WHAT THIS TASK INVOLVES — In the records that come next, find every line with "same". Return those lines.

------------

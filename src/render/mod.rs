//! Button icon composition.
//!
//! Everything here is pure: the same binding, entity state and glyph source
//! always produce the same SVG document.

pub mod glyph;

use std::fmt::Write;

use quick_xml::escape::escape;

use crate::host::{EntityState, STATE_OFF, STATE_ON};
use crate::model::binding::{Binding, Direction, default_icon};
use crate::render::glyph::{GlyphSource, resolve};

const SVG_OPEN: &str = r#"<svg xmlns="http://www.w3.org/2000/svg" viewBox="0 0 72 72">"#;
const SVG_CLOSE: &str = "</svg>";

const COLOR_ON: &str = "#0e0";
const COLOR_OFF: &str = "#e00";
const COLOR_NEUTRAL: &str = "#000";
const COLOR_TEXT: &str = "#fff";
const COLOR_UNBOUND: &str = "#a00";
const COLOR_ADJUST: &str = "#333";

const MARKER_OPACITY: &str = "0.25";
const GLYPH_TRANSFORM: &str = "translate(16, 12) scale(0.5)";

#[derive(Clone, Debug, PartialEq, Eq)]
pub enum RenderOutcome {
    Icon(String),
    /// The bound entity has no state. The device keeps what it shows.
    Skip,
}

impl RenderOutcome {
    #[must_use]
    pub fn into_svg(self) -> Option<String> {
        match self {
            Self::Icon(svg) => Some(svg),
            Self::Skip => None,
        }
    }
}

fn background(svg: &mut String, color: &str) {
    let _ = write!(svg, r#"<rect width="72" height="72" fill="{color}" />"#);
}

fn text(svg: &mut String, y: u32, size: u32, content: &str) {
    let _ = write!(
        svg,
        r#"<text text-anchor="middle" x="35" y="{y}" fill="{COLOR_TEXT}" font-size="{size}">{}</text>"#,
        escape(content)
    );
}

fn glyph(svg: &mut String, fragment: &str) {
    let _ = write!(svg, r#"<g transform="{GLYPH_TRANSFORM}">{fragment}</g>"#);
}

/// Red tile with the first three `-` separated segments of the uuid.
#[must_use]
pub fn placeholder(uuid: &str) -> String {
    let mut svg = String::from(SVG_OPEN);
    background(&mut svg, COLOR_UNBOUND);
    for (segment, y) in uuid.split('-').zip([20, 40, 60]) {
        text(&mut svg, y, 13, segment);
    }
    svg.push_str(SVG_CLOSE);
    svg
}

#[must_use]
pub fn adjust_icon(direction: Direction, glyphs: &dyn GlyphSource) -> String {
    let icon = match direction {
        Direction::Up => "plus",
        Direction::Down => "minus",
    };

    let mut svg = String::from(SVG_OPEN);
    background(&mut svg, COLOR_ADJUST);
    glyph(&mut svg, &resolve(glyphs, icon, COLOR_TEXT));
    svg.push_str(SVG_CLOSE);
    svg
}

/// On/off color for a state value, `None` for anything else.
fn state_color(state: &str) -> Option<&'static str> {
    match state {
        STATE_ON => Some(COLOR_ON),
        STATE_OFF => Some(COLOR_OFF),
        _ => None,
    }
}

#[must_use]
pub fn entity_icon(state: &EntityState, glyphs: &dyn GlyphSource) -> String {
    let marker = state_color(&state.state);
    let icon = state
        .icon()
        .unwrap_or_else(|| default_icon(state.domain()));

    let mut svg = String::from(SVG_OPEN);
    background(&mut svg, COLOR_NEUTRAL);
    if let Some(color) = marker {
        let _ = write!(
            svg,
            r#"<rect width="72" height="72" fill="{color}" fill-opacity="{MARKER_OPACITY}" />"#
        );
    }
    text(&mut svg, 15, 12, &format!("{}{}", state.state, state.unit()));
    text(&mut svg, 65, 12, state.name());
    glyph(&mut svg, &resolve(glyphs, icon, marker.unwrap_or(COLOR_TEXT)));
    svg.push_str(SVG_CLOSE);
    svg
}

/// Compose the icon for button `uuid`.
///
/// `state` is the current state of the bound entity and is only consulted
/// for entity bindings.
#[must_use]
pub fn render(
    uuid: &str,
    binding: Option<&Binding>,
    state: Option<&EntityState>,
    glyphs: &dyn GlyphSource,
) -> RenderOutcome {
    match binding {
        None | Some(Binding::Unbound | Binding::Clear) => RenderOutcome::Icon(placeholder(uuid)),
        Some(Binding::Adjust(direction)) => RenderOutcome::Icon(adjust_icon(*direction, glyphs)),
        Some(Binding::Entity(_)) => match state {
            Some(state) => RenderOutcome::Icon(entity_icon(state, glyphs)),
            None => RenderOutcome::Skip,
        },
    }
}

------------

TASK RESPONSE —
//! Everything here is pure: the same binding, entity state and glyph source
//! always produce the same SVG document.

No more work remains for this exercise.